La malattia può diventare altamente invalidante, ecco perché l’obiettivo dei trattamenti oggi disponibili è quello di “spegnere” l’infiammazione intestinale. Ciò può indurre una remissione dei sintomi e mantenere questa condizione nel lungo periodo. Sebbene negli ultimi anni diversi siano stati i progressi, alcuni pazienti con malattia di Crohn non raggiungono la remissione con i farmaci a disposizione. Da qui l’importanza che la ricerca prosegua per giungere a nuove scoperte e testare nuove terapie.
Lo studio GALAXY 1 ha coinvolto oltre 350 pazienti
Lo studio GALAXY 1 ha coinvolto più di 350 pazienti in tutto il mondo. Ha dimostrato che guselkumab, già approvato per il trattamento della psoriasi a placche e dell’artrite psoriasica moderata-severa, è sicuro e molto efficace.
«L’anticorpo monoclonale testato in questo studio clinico ha mostrato benefici anche superiori a ustekinumab, considerato ad oggi uno dei farmaci migliori a disposizione. Guselkumab potrebbe quindi rappresentare un ulteriore passo avanti verso cure sempre più efficaci per il Crohn». È quanto ha affermato Silvio Danese, che è anche professore ordinario di Gastroenterologia dell’Università Vita-Salute San Raffaele. «I dati di GALAXI 1 a 48 settimane rappresentano un passo importante nello sviluppo di guselkumab. Inoltre – ha proseguito Danese – i pazienti hanno raggiunto la remissione senza ricorso ai corticosteroidi. Evitare l’uso di steroidi a lungo termine è una considerazione importante nel trattamento di questi pazienti».

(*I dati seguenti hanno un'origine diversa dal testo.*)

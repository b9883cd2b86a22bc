use std::collections::BTreeMap;

/// The default horizontal field of view assumed for an uncalibrated camera.
pub const CANONICAL_HFOV_DEGREES: f64 = 60.0;

/// A placeholder prior for an uncalibrated camera.
#[derive(Debug, Copy, Clone, PartialEq)]
pub struct CameraPrior {
    pub width: u32,
    pub height: u32,
    pub hfov_degrees: f64,
}

impl CameraPrior {
    /// The focal length in pixels implied by the image width and field of view.
    pub fn focal_length(&self) -> f64 {
        (self.width as f64 / 2.0) / (self.hfov_degrees.to_radians() / 2.0).tan()
    }
}

/// The cameras which captured the views and which camera captured each view.
#[derive(Debug, Clone, Default, PartialEq)]
pub struct CameraBank {
    cameras: Vec<CameraPrior>,
    view_to_camera: BTreeMap<String, usize>,
}

impl CameraBank {
    pub fn new() -> Self {
        Self::default()
    }

    /// Adds a camera with only a canonical prior and returns its index.
    pub fn add_camera_canonical(&mut self, width: u32, height: u32, hfov_degrees: f64) -> usize {
        self.cameras.push(CameraPrior {
            width,
            height,
            hfov_degrees,
        });
        self.cameras.len() - 1
    }

    pub fn add_view(&mut self, view_id: impl Into<String>, camera: usize) {
        debug_assert!(camera < self.cameras.len());
        self.view_to_camera.insert(view_id.into(), camera);
    }

    pub fn cameras(&self) -> &[CameraPrior] {
        &self.cameras
    }

    pub fn camera_of(&self, view_id: &str) -> Option<&CameraPrior> {
        self.view_to_camera
            .get(view_id)
            .and_then(|&ix| self.cameras.get(ix))
    }

    pub fn num_views(&self) -> usize {
        self.view_to_camera.len()
    }
}
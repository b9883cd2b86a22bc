use crate::error::{io_at, PipelineError, Result};
use log::*;
use std::fs::{self, OpenOptions};
use std::io::{self, Write};
use std::path::{Path, PathBuf};

/// Name of the file which marks an output directory as in use.
pub const LOCK_FILE: &str = ".lock";

/// Creates the output directory and takes its lock.
///
/// With `delete_existing` everything already in the directory is removed, but only
/// once the lock is held so a directory in use by another run is never touched.
pub fn prepare_output(path: &Path, delete_existing: bool) -> Result<OutputLock> {
    fs::create_dir_all(path).map_err(io_at(path))?;
    let lock = OutputLock::acquire(path)?;
    if delete_existing {
        info!("deleting the contents of output directory {}", path.display());
        for entry in fs::read_dir(path).map_err(io_at(path))? {
            let entry = entry.map_err(io_at(path))?;
            if entry.file_name() == LOCK_FILE {
                continue;
            }
            let target = entry.path();
            if entry.file_type().map_err(io_at(&target))?.is_dir() {
                fs::remove_dir_all(&target).map_err(io_at(&target))?;
            } else {
                fs::remove_file(&target).map_err(io_at(&target))?;
            }
        }
    }
    Ok(lock)
}

/// Creates and returns the first free directory among `base`, `base0`, `base1`, ...
/// inside `parent`.
///
/// Gives up with [`PipelineError::TooManyCollisions`] after `max_attempts` names.
pub fn allocate(parent: &Path, base: &str, max_attempts: usize) -> Result<PathBuf> {
    fs::create_dir_all(parent).map_err(io_at(parent))?;
    let candidates = std::iter::once(base.to_owned()).chain((0..).map(|i| format!("{}{}", base, i)));
    for name in candidates.take(max_attempts) {
        let path = parent.join(name);
        match fs::create_dir(&path) {
            Ok(()) => return Ok(path),
            Err(e) if e.kind() == io::ErrorKind::AlreadyExists => continue,
            Err(e) => return Err(io_at(&path)(e)),
        }
    }
    Err(PipelineError::TooManyCollisions {
        base: parent.join(base),
        attempts: max_attempts,
    })
}

/// Exclusive use of an output directory for the lifetime of a run.
#[derive(Debug)]
pub struct OutputLock {
    path: PathBuf,
}

impl OutputLock {
    /// Fails with [`PipelineError::OutputLocked`] if another run holds the directory.
    ///
    /// A lock left behind by a process which no longer exists is taken over.
    pub fn acquire(dir: &Path) -> Result<Self> {
        let path = dir.join(LOCK_FILE);
        match Self::create(dir, &path) {
            Err(PipelineError::OutputLocked { .. }) if is_stale(&path) => {
                warn!("removing stale lock {}", path.display());
                match fs::remove_file(&path) {
                    Ok(()) => {}
                    Err(e) if e.kind() == io::ErrorKind::NotFound => {}
                    Err(e) => return Err(io_at(&path)(e)),
                }
                Self::create(dir, &path)
            }
            other => other,
        }
    }

    fn create(dir: &Path, path: &Path) -> Result<Self> {
        let mut file = match OpenOptions::new().write(true).create_new(true).open(path) {
            Ok(file) => file,
            Err(e) if e.kind() == io::ErrorKind::AlreadyExists => {
                return Err(PipelineError::OutputLocked {
                    path: dir.to_path_buf(),
                    lock: path.to_path_buf(),
                })
            }
            Err(e) => return Err(io_at(path)(e)),
        };
        writeln!(file, "{}", std::process::id()).map_err(io_at(path))?;
        Ok(Self {
            path: path.to_path_buf(),
        })
    }
}

/// A lock is stale if the process id it records is known to be gone.
fn is_stale(lock: &Path) -> bool {
    match fs::read_to_string(lock).map(|text| text.trim().parse::<u32>()) {
        Ok(Ok(pid)) => process_alive(pid) == Some(false),
        _ => false,
    }
}

#[cfg(target_os = "linux")]
fn process_alive(pid: u32) -> Option<bool> {
    Some(Path::new("/proc").join(pid.to_string()).exists())
}

// No portable way to ask, so the lock is assumed to be held.
#[cfg(not(target_os = "linux"))]
fn process_alive(_pid: u32) -> Option<bool> {
    None
}

impl Drop for OutputLock {
    fn drop(&mut self) {
        if let Err(e) = fs::remove_file(&self.path) {
            warn!("failed to remove {}: {}", self.path.display(), e);
        }
    }
}
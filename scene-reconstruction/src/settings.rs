use serde::{Deserialize, Serialize};

/// A count threshold which scales with the size of what it is applied to.
#[derive(Debug, Copy, Clone, PartialEq, Serialize, Deserialize)]
pub struct RelativeThreshold {
    /// Fraction of the total
    pub fraction: f64,
    /// The threshold never drops below this
    pub minimum: usize,
}

impl RelativeThreshold {
    pub fn relative(fraction: f64, minimum: usize) -> Self {
        Self { fraction, minimum }
    }

    pub fn compute(&self, total: usize) -> usize {
        ((self.fraction * total as f64) as usize).max(self.minimum)
    }
}

/// The settings for the frame-to-frame feature tracker.
#[derive(Debug, Copy, Clone, PartialEq, Serialize, Deserialize)]
pub struct TrackerSettings {
    /// The maximum number of tracks kept alive at once
    #[serde(default = "default_tracker_maximum_tracks")]
    pub maximum_tracks: usize,
    /// Non-maximum suppression radius of the point detector
    #[serde(default = "default_tracker_detect_radius")]
    pub detect_radius: usize,
    /// Radius of the template tracked between frames
    #[serde(default = "default_tracker_template_radius")]
    pub template_radius: usize,
    /// Number of pyramid levels
    #[serde(default = "default_tracker_pyramid_levels")]
    pub pyramid_levels: usize,
}

impl Default for TrackerSettings {
    fn default() -> Self {
        Self {
            maximum_tracks: default_tracker_maximum_tracks(),
            detect_radius: default_tracker_detect_radius(),
            template_radius: default_tracker_template_radius(),
            pyramid_levels: default_tracker_pyramid_levels(),
        }
    }
}

/// The settings for finding similar images in an ordered sequence.
#[derive(Debug, Copy, Clone, PartialEq, Serialize, Deserialize)]
pub struct SimilarTrackerSettings {
    /// Minimum number of matched features for two images to be similar
    #[serde(default = "default_similar_tracker_minimum_similar")]
    pub minimum_similar: RelativeThreshold,
    /// Radius of the region described around each track
    #[serde(default = "default_similar_tracker_description_radius")]
    pub description_radius: usize,
    /// How many frames back to look for sequential matches
    #[serde(default = "default_similar_tracker_sequential_search_radius")]
    pub sequential_search_radius: usize,
    /// The maximum number of recognition results to consider per frame
    #[serde(default = "default_similar_tracker_limit_query")]
    pub limit_query: usize,
    /// Frames closer than this in the sequence are not matched by recognition
    #[serde(default = "default_similar_tracker_minimum_recognize_distance")]
    pub minimum_recognize_distance: usize,
    /// Minimum number of tracks in common for sequential frames to be similar
    #[serde(default = "default_similar_tracker_sequential_minimum_common_tracks")]
    pub sequential_minimum_common_tracks: RelativeThreshold,
}

impl Default for SimilarTrackerSettings {
    fn default() -> Self {
        Self {
            minimum_similar: default_similar_tracker_minimum_similar(),
            description_radius: default_similar_tracker_description_radius(),
            sequential_search_radius: default_similar_tracker_sequential_search_radius(),
            limit_query: default_similar_tracker_limit_query(),
            minimum_recognize_distance: default_similar_tracker_minimum_recognize_distance(),
            sequential_minimum_common_tracks:
                default_similar_tracker_sequential_minimum_common_tracks(),
        }
    }
}

/// The settings for finding similar images in an unordered collection.
#[derive(Debug, Copy, Clone, PartialEq, Serialize, Deserialize)]
pub struct SimilarUnorderedSettings {
    /// Non-maximum suppression radius of the feature detector
    #[serde(default = "default_similar_unordered_extract_radius")]
    pub extract_radius: usize,
    /// The maximum number of features detected in an image
    #[serde(default = "default_similar_unordered_max_features")]
    pub max_features: usize,
    /// Minimum number of matched features for two images to be similar
    #[serde(default = "default_similar_unordered_minimum_similar")]
    pub minimum_similar: RelativeThreshold,
    /// The maximum number of recognition results to consider per image
    #[serde(default = "default_similar_unordered_limit_query")]
    pub limit_query: usize,
}

impl Default for SimilarUnorderedSettings {
    fn default() -> Self {
        Self {
            extract_radius: default_similar_unordered_extract_radius(),
            max_features: default_similar_unordered_max_features(),
            minimum_similar: default_similar_unordered_minimum_similar(),
            limit_query: default_similar_unordered_limit_query(),
        }
    }
}

/// The settings for scoring pairwise relationships.
#[derive(Debug, Copy, Clone, PartialEq, Serialize, Deserialize)]
pub struct PairwiseSettings {
    /// Minimum inliers for a pure rotation model to be considered
    #[serde(default = "default_pairwise_rotation_minimum_inliers")]
    pub rotation_minimum_inliers: RelativeThreshold,
    /// Iterations of RANSAC when fitting the fundamental matrix
    #[serde(default = "default_pairwise_ransac_f_iterations")]
    pub ransac_f_iterations: usize,
    /// Inlier threshold in pixels when fitting the fundamental matrix
    #[serde(default = "default_pairwise_ransac_f_inlier_threshold")]
    pub ransac_f_inlier_threshold: f64,
    /// How much better the 3D model must score than rotation for an edge to be 3D
    #[serde(default = "default_pairwise_ratio_3d")]
    pub ratio_3d: f64,
}

impl Default for PairwiseSettings {
    fn default() -> Self {
        Self {
            rotation_minimum_inliers: default_pairwise_rotation_minimum_inliers(),
            ransac_f_iterations: default_pairwise_ransac_f_iterations(),
            ransac_f_inlier_threshold: default_pairwise_ransac_f_inlier_threshold(),
            ratio_3d: default_pairwise_ratio_3d(),
        }
    }
}

#[derive(Debug, Copy, Clone, PartialEq, Eq, Serialize, Deserialize)]
#[serde(rename_all = "snake_case")]
pub enum DisparityApproach {
    BlockMatch,
    Sgm,
}

#[derive(Debug, Copy, Clone, PartialEq, Eq, Serialize, Deserialize)]
#[serde(rename_all = "snake_case")]
pub enum SgmPaths {
    P2,
    P4,
    P8,
    P16,
}

/// The settings of the stereo disparity algorithm.
#[derive(Debug, Copy, Clone, PartialEq, Serialize, Deserialize)]
pub struct DisparitySettings {
    #[serde(default = "default_disparity_approach")]
    pub approach: DisparityApproach,
    /// Tolerance of the right-to-left validation, negative disables it
    #[serde(default = "default_disparity_validate_r_to_l")]
    pub validate_r_to_l: i32,
    /// Texture threshold, lower accepts more ambiguous matches
    #[serde(default = "default_disparity_texture")]
    pub texture: f64,
    #[serde(default = "default_disparity_min")]
    pub disparity_min: u32,
    /// Number of disparity values considered. This value is also the invalid sentinel.
    #[serde(default = "default_disparity_range")]
    pub disparity_range: u32,
    #[serde(default = "default_disparity_paths")]
    pub paths: SgmPaths,
    #[serde(default = "default_disparity_block_radius")]
    pub block_radius_x: u32,
    #[serde(default = "default_disparity_block_radius")]
    pub block_radius_y: u32,
}

impl Default for DisparitySettings {
    fn default() -> Self {
        Self {
            approach: default_disparity_approach(),
            validate_r_to_l: default_disparity_validate_r_to_l(),
            texture: default_disparity_texture(),
            disparity_min: default_disparity_min(),
            disparity_range: default_disparity_range(),
            paths: default_disparity_paths(),
            block_radius_x: default_disparity_block_radius(),
            block_radius_y: default_disparity_block_radius(),
        }
    }
}

/// The settings for turning a sparse scene into a dense cloud.
#[derive(Debug, Copy, Clone, PartialEq, Serialize, Deserialize)]
pub struct SparseToDenseSettings {
    #[serde(default)]
    pub disparity: DisparitySettings,
    /// Fused disparities below this are replaced with the invalid sentinel. Zero disables it.
    #[serde(default = "default_minimum_disparity")]
    pub minimum_disparity: f64,
    /// Points further than this from the origin are left out of the clipped cloud
    #[serde(default = "default_clip_distance")]
    pub clip_distance: f64,
    /// Maximum number of neighboring views fused into one center view
    #[serde(default = "default_max_fused_views")]
    pub max_fused_views: usize,
}

impl Default for SparseToDenseSettings {
    fn default() -> Self {
        Self {
            disparity: DisparitySettings::default(),
            minimum_disparity: default_minimum_disparity(),
            clip_distance: default_clip_distance(),
            max_fused_views: default_max_fused_views(),
        }
    }
}

/// Every named configuration object used by a run.
#[derive(Debug, Copy, Clone, Default, PartialEq)]
pub struct ConfigSet {
    pub tracker: TrackerSettings,
    pub similar_tracker: SimilarTrackerSettings,
    pub similar_unordered: SimilarUnorderedSettings,
    pub pairwise: PairwiseSettings,
    pub sparse_to_dense: SparseToDenseSettings,
}

impl ConfigSet {
    /// Slower but with a greater chance of a good reconstruction.
    ///
    /// Lower thresholds and more iterations to remove outliers.
    pub fn try_harder() -> Self {
        let mut set = Self::default();

        set.tracker.maximum_tracks = 1200;
        set.tracker.detect_radius = 3;

        set.similar_tracker.minimum_similar = RelativeThreshold::relative(0.15, 50);
        set.similar_tracker.description_radius = 20;
        set.similar_tracker.sequential_search_radius = 15;
        set.similar_tracker.limit_query = 30;
        set.similar_tracker.minimum_recognize_distance = 0;
        set.similar_tracker.sequential_minimum_common_tracks =
            RelativeThreshold::relative(0.4, 200);

        set.similar_unordered.extract_radius = 1;
        set.similar_unordered.max_features = 1200;
        set.similar_unordered.minimum_similar = RelativeThreshold::relative(0.1, 50);

        set.pairwise.rotation_minimum_inliers = RelativeThreshold::relative(0.1, 50);
        set.pairwise.ransac_f_iterations = 2000;

        set
    }
}

fn default_tracker_maximum_tracks() -> usize {
    800
}

fn default_tracker_detect_radius() -> usize {
    6
}

fn default_tracker_template_radius() -> usize {
    3
}

fn default_tracker_pyramid_levels() -> usize {
    4
}

fn default_similar_tracker_minimum_similar() -> RelativeThreshold {
    RelativeThreshold::relative(0.3, 150)
}

fn default_similar_tracker_description_radius() -> usize {
    16
}

fn default_similar_tracker_sequential_search_radius() -> usize {
    8
}

fn default_similar_tracker_limit_query() -> usize {
    10
}

fn default_similar_tracker_minimum_recognize_distance() -> usize {
    30
}

fn default_similar_tracker_sequential_minimum_common_tracks() -> RelativeThreshold {
    RelativeThreshold::relative(0.5, 250)
}

fn default_similar_unordered_extract_radius() -> usize {
    2
}

fn default_similar_unordered_max_features() -> usize {
    800
}

fn default_similar_unordered_minimum_similar() -> RelativeThreshold {
    RelativeThreshold::relative(0.3, 150)
}

fn default_similar_unordered_limit_query() -> usize {
    10
}

fn default_pairwise_rotation_minimum_inliers() -> RelativeThreshold {
    RelativeThreshold::relative(0.2, 80)
}

fn default_pairwise_ransac_f_iterations() -> usize {
    500
}

fn default_pairwise_ransac_f_inlier_threshold() -> f64 {
    1.0
}

fn default_pairwise_ratio_3d() -> f64 {
    1.5
}

fn default_disparity_approach() -> DisparityApproach {
    DisparityApproach::Sgm
}

fn default_disparity_validate_r_to_l() -> i32 {
    0
}

fn default_disparity_texture() -> f64 {
    0.75
}

fn default_disparity_min() -> u32 {
    0
}

fn default_disparity_range() -> u32 {
    250
}

fn default_disparity_paths() -> SgmPaths {
    SgmPaths::P4
}

fn default_disparity_block_radius() -> u32 {
    3
}

fn default_minimum_disparity() -> f64 {
    0.0
}

fn default_clip_distance() -> f64 {
    50.0
}

fn default_max_fused_views() -> usize {
    6
}
use crate::checkpoint::Stage;
use std::path::{Path, PathBuf};
use thiserror::Error;

/// Every way a reconstruction run can fail.
///
/// Recoverable problems (a single undecodable image, a bad configuration file)
/// are logged where they happen and never surface here.
#[derive(Debug, Error)]
pub enum PipelineError {
    #[error("no inputs found, bad path or pattern? {pattern}")]
    NoInputsFound { pattern: String },
    #[error("none of the {total} input images could be decoded")]
    NoUsableImages { total: usize },
    #[error("invalid input pattern '{pattern}': {reason}")]
    InvalidPattern { pattern: String, reason: String },
    #[error("max disparity can't be larger than 255, max_disparity={max_disparity}")]
    DisparityRangeTooLarge { max_disparity: u32 },
    #[error("conflicting options: {0}")]
    ConflictingOptions(&'static str),
    #[error("asked to resume from {stage} but it was never computed, missing {}", .path.display())]
    MissingCheckpoint { stage: Stage, path: PathBuf },
    #[error("{stage} checkpoint {} is unreadable: {source}", .path.display())]
    CorruptCheckpoint {
        stage: Stage,
        path: PathBuf,
        #[source]
        source: serde_yaml::Error,
    },
    #[error("can't load sparse scene, no scene directories found in {}", .path.display())]
    NoScenesFound { path: PathBuf },
    #[error("metric reconstruction failed: {reason}")]
    ReconstructionFailed { reason: String },
    #[error("bundle adjustment failed for {scene}: {reason}")]
    RefineFailed { scene: String, reason: String },
    #[error("dense reconstruction failed for {scene}: {reason}")]
    DenseReconstructionFailed { scene: String, reason: String },
    #[error("all {count} scenes failed")]
    AllScenesFailed { count: usize },
    #[error("no free directory for {} after {attempts} attempts", .base.display())]
    TooManyCollisions { base: PathBuf, attempts: usize },
    #[error(
        "output directory {} is in use by another run, delete {} if no other run is active",
        .path.display(),
        .lock.display()
    )]
    OutputLocked { path: PathBuf, lock: PathBuf },
    #[error("similarity database is fixated, no views or relations can be added")]
    DatabaseFixated,
    #[error("failed to build worker pool: {0}")]
    ThreadPool(#[from] rayon::ThreadPoolBuildError),
    #[error("{stage} collaborator failed: {message}")]
    Collaborator { stage: &'static str, message: String },
    #[error("i/o error at {}: {source}", .path.display())]
    Io {
        path: PathBuf,
        #[source]
        source: std::io::Error,
    },
    #[error("image error at {}: {source}", .path.display())]
    Image {
        path: PathBuf,
        #[source]
        source: image::ImageError,
    },
    #[error("malformed point cloud {}: {reason}", .path.display())]
    Ply { path: PathBuf, reason: String },
}

pub type Result<T, E = PipelineError> = std::result::Result<T, E>;

/// Attaches a path to an [`std::io::Error`].
pub(crate) fn io_at(path: impl AsRef<Path>) -> impl FnOnce(std::io::Error) -> PipelineError {
    let path = path.as_ref().to_path_buf();
    move |source| PipelineError::Io { path, source }
}

/// Attaches a path to an [`image::ImageError`].
pub(crate) fn image_at(path: impl AsRef<Path>) -> impl FnOnce(image::ImageError) -> PipelineError {
    let path = path.as_ref().to_path_buf();
    move |source| PipelineError::Image { path, source }
}
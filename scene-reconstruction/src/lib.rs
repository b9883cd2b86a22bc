//! Staged, resumable multi-view scene reconstruction.
//!
//! A [`Pipeline`] drives a set of images through similar image discovery, pairwise
//! graph construction, metric reconstruction, bundle adjustment, and dense stereo.
//! The result of every stage is saved under the output directory so that a later
//! run can resume from it. The algorithms themselves are supplied by a [`Backend`].

mod camera;
mod checkpoint;
mod cloud;
mod collaborators;
mod disparity;
mod error;
mod images;
mod output;
mod pipeline;
mod scene;
mod settings;
mod summary;

pub mod config_store;
pub mod fake;
pub mod stages;

pub use camera::*;
pub use checkpoint::*;
pub use cloud::*;
pub use collaborators::*;
pub use disparity::*;
pub use error::*;
pub use images::*;
pub use output::*;
pub use pipeline::*;
pub use scene::*;
pub use settings::*;
pub use summary::*;
use sqlx::PgPool;

use crate::db::models::Profile;
use crate::db::types::UserRole;

const COLUMNS: &str = "id, email, full_name, username, role, created_at";

#[cfg(test)]
pub(crate) struct CreateProfile<'a> {
    pub(crate) id: &'a str,
    pub(crate) email: Option<&'a str>,
    pub(crate) full_name: Option<&'a str>,
    pub(crate) username: Option<&'a str>,
    pub(crate) role: Option<UserRole>,
    pub(crate) created_at: time::PrimitiveDateTime,
}

/// Minimal projection returned by the student-name lookup.
#[derive(Debug, Clone, sqlx::FromRow)]
pub(crate) struct StudentMatch {
    pub(crate) id: String,
    pub(crate) full_name: Option<String>,
}

pub(crate) async fn find_by_id(pool: &PgPool, id: &str) -> Result<Option<Profile>, sqlx::Error> {
    sqlx::query_as::<_, Profile>(&format!("SELECT {COLUMNS} FROM profiles WHERE id = $1"))
        .bind(id)
        .fetch_optional(pool)
        .await
}

/// Profiles come from the identity provider; only fixtures insert them here.
#[cfg(test)]
pub(crate) async fn create(
    pool: &PgPool,
    params: CreateProfile<'_>,
) -> Result<Profile, sqlx::Error> {
    sqlx::query_as::<_, Profile>(&format!(
        "INSERT INTO profiles (id, email, full_name, username, role, created_at)
         VALUES ($1,$2,$3,$4,$5,$6)
         RETURNING {COLUMNS}"
    ))
    .bind(params.id)
    .bind(params.email)
    .bind(params.full_name)
    .bind(params.username)
    .bind(params.role)
    .bind(params.created_at)
    .fetch_one(pool)
    .await
}

/// Case-insensitive exact match on the trimmed full name, students only.
pub(crate) async fn get_student_by_name(
    pool: &PgPool,
    name: &str,
) -> Result<Vec<StudentMatch>, sqlx::Error> {
    sqlx::query_as::<_, StudentMatch>(
        "SELECT id, full_name FROM profiles
         WHERE lower(full_name) = lower($1) AND role = $2
         ORDER BY created_at",
    )
    .bind(name.trim())
    .bind(UserRole::Student)
    .fetch_all(pool)
    .await
}
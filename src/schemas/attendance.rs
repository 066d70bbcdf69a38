use serde::{Deserialize, Serialize};
use validator::Validate;

use crate::core::time::{format_optional, format_primitive};
use crate::db::models::Session;
use crate::db::types::{AttendanceStatus, SessionStatus};
use crate::repositories::attendance::AttendanceHistoryRow;
use crate::repositories::session_participants::ParticipantWithName;
use crate::services::attendance::ScanOutcome;
use crate::services::qr_payload::SessionQrKind;

pub(crate) const DEFAULT_HISTORY_LIMIT: i64 = 200;

#[derive(Debug, Serialize)]
pub(crate) struct SessionResponse {
    pub(crate) id: String,
    pub(crate) course_id: String,
    pub(crate) status: SessionStatus,
    pub(crate) started_at: String,
    pub(crate) ended_at: Option<String>,
    pub(crate) created_at: String,
}

impl SessionResponse {
    pub(crate) fn from_db(session: Session) -> Self {
        Self {
            id: session.id,
            course_id: session.course_id,
            status: session.status,
            started_at: format_primitive(session.started_at),
            ended_at: format_optional(session.ended_at),
            created_at: format_primitive(session.created_at),
        }
    }
}

#[derive(Debug, Serialize)]
pub(crate) struct EndSessionResponse {
    pub(crate) session: SessionResponse,
    pub(crate) present_count: i64,
}

fn default_qr_kind() -> SessionQrKind {
    SessionQrKind::Join
}

#[derive(Debug, Deserialize)]
pub(crate) struct SessionQrQuery {
    #[serde(default = "default_qr_kind")]
    pub(crate) kind: SessionQrKind,
}

#[derive(Debug, Serialize)]
pub(crate) struct SessionQrResponse {
    pub(crate) session_id: String,
    pub(crate) course_id: String,
    pub(crate) qr_text: String,
}

#[derive(Debug, Serialize)]
pub(crate) struct ParticipantResponse {
    pub(crate) id: String,
    pub(crate) student_id: String,
    pub(crate) full_name: Option<String>,
    pub(crate) joined_at: String,
    pub(crate) marked_present: bool,
    pub(crate) marked_present_at: Option<String>,
}

impl ParticipantResponse {
    pub(crate) fn from_db(row: ParticipantWithName) -> Self {
        Self {
            id: row.id,
            student_id: row.student_id,
            full_name: row.full_name,
            joined_at: format_primitive(row.joined_at),
            marked_present: row.marked_present,
            marked_present_at: format_optional(row.marked_present_at),
        }
    }
}

#[derive(Debug, Deserialize, Validate)]
pub(crate) struct ScanRequest {
    #[serde(alias = "qrText", alias = "decoded_text", alias = "decodedText")]
    #[validate(length(min = 1, message = "qr_text must not be empty"))]
    pub(crate) qr_text: String,
}

#[derive(Debug, Serialize)]
pub(crate) struct ScanResponse {
    pub(crate) outcome: &'static str,
    pub(crate) title: &'static str,
    pub(crate) message: &'static str,
    pub(crate) notice: bool,
    pub(crate) attendance_id: Option<String>,
}

impl ScanResponse {
    pub(crate) fn from_outcome(outcome: &ScanOutcome) -> Self {
        Self {
            outcome: outcome.label(),
            title: outcome.title(),
            message: outcome.message(),
            notice: outcome.is_notice(),
            attendance_id: outcome.attendance_id().map(str::to_string),
        }
    }
}

#[derive(Debug, Deserialize)]
pub(crate) struct AttendanceQuery {
    #[serde(default)]
    pub(crate) student_id: Option<String>,
    #[serde(default)]
    pub(crate) complete_only: bool,
    #[serde(default)]
    pub(crate) limit: Option<i64>,
}

#[derive(Debug, Serialize)]
pub(crate) struct AttendanceRecordResponse {
    pub(crate) id: String,
    pub(crate) course_id: String,
    pub(crate) student_id: String,
    pub(crate) student_name: Option<String>,
    pub(crate) session_id: Option<String>,
    pub(crate) status: AttendanceStatus,
    pub(crate) marked_at: String,
    pub(crate) time_in: Option<String>,
    pub(crate) time_out: Option<String>,
    pub(crate) is_complete: bool,
}

impl AttendanceRecordResponse {
    pub(crate) fn from_db(row: AttendanceHistoryRow) -> Self {
        let is_complete = row.time_in.is_some() && row.time_out.is_some();
        Self {
            id: row.id,
            course_id: row.course_id,
            student_id: row.student_id,
            student_name: row.student_name,
            session_id: row.session_id,
            status: row.status,
            marked_at: format_primitive(row.marked_at),
            time_in: format_optional(row.time_in),
            time_out: format_optional(row.time_out),
            is_complete,
        }
    }
}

Il nuovo farmaco a un passo dall’approvazione
Lo studio GALAXY 1, in doppio cieco, controllato con placebo e con controllo attivo, ha valutato l’efficacia e la sicurezza di guselkumab. Ciò nei partecipanti con malattia di Crohn da moderata a severa e che non rispondevano o erano intolleranti alle terapie convenzionali (corticosteroidi o immunomodulatori). E/o a terapie biologiche (antagonisti del TNF o vedolizumab).
Alla settimana 12, tutte le dosi di induzione di guselkumab hanno determinato un miglioramento clinico ed endoscopico rilevante rispetto al placebo.
«Vista la sicurezza ed efficacia, il farmaco è subito passato in fase 3 di sperimentazione, che prevede numeri ancora maggiori di partecipanti. Se la fase 3, come immaginiamo, confermerà i risultati ottenuti nello studio attuale, il farmaco verrà approvato dagli enti regolatori. E arriverà a disposizione del pubblico», ha concluso Danese.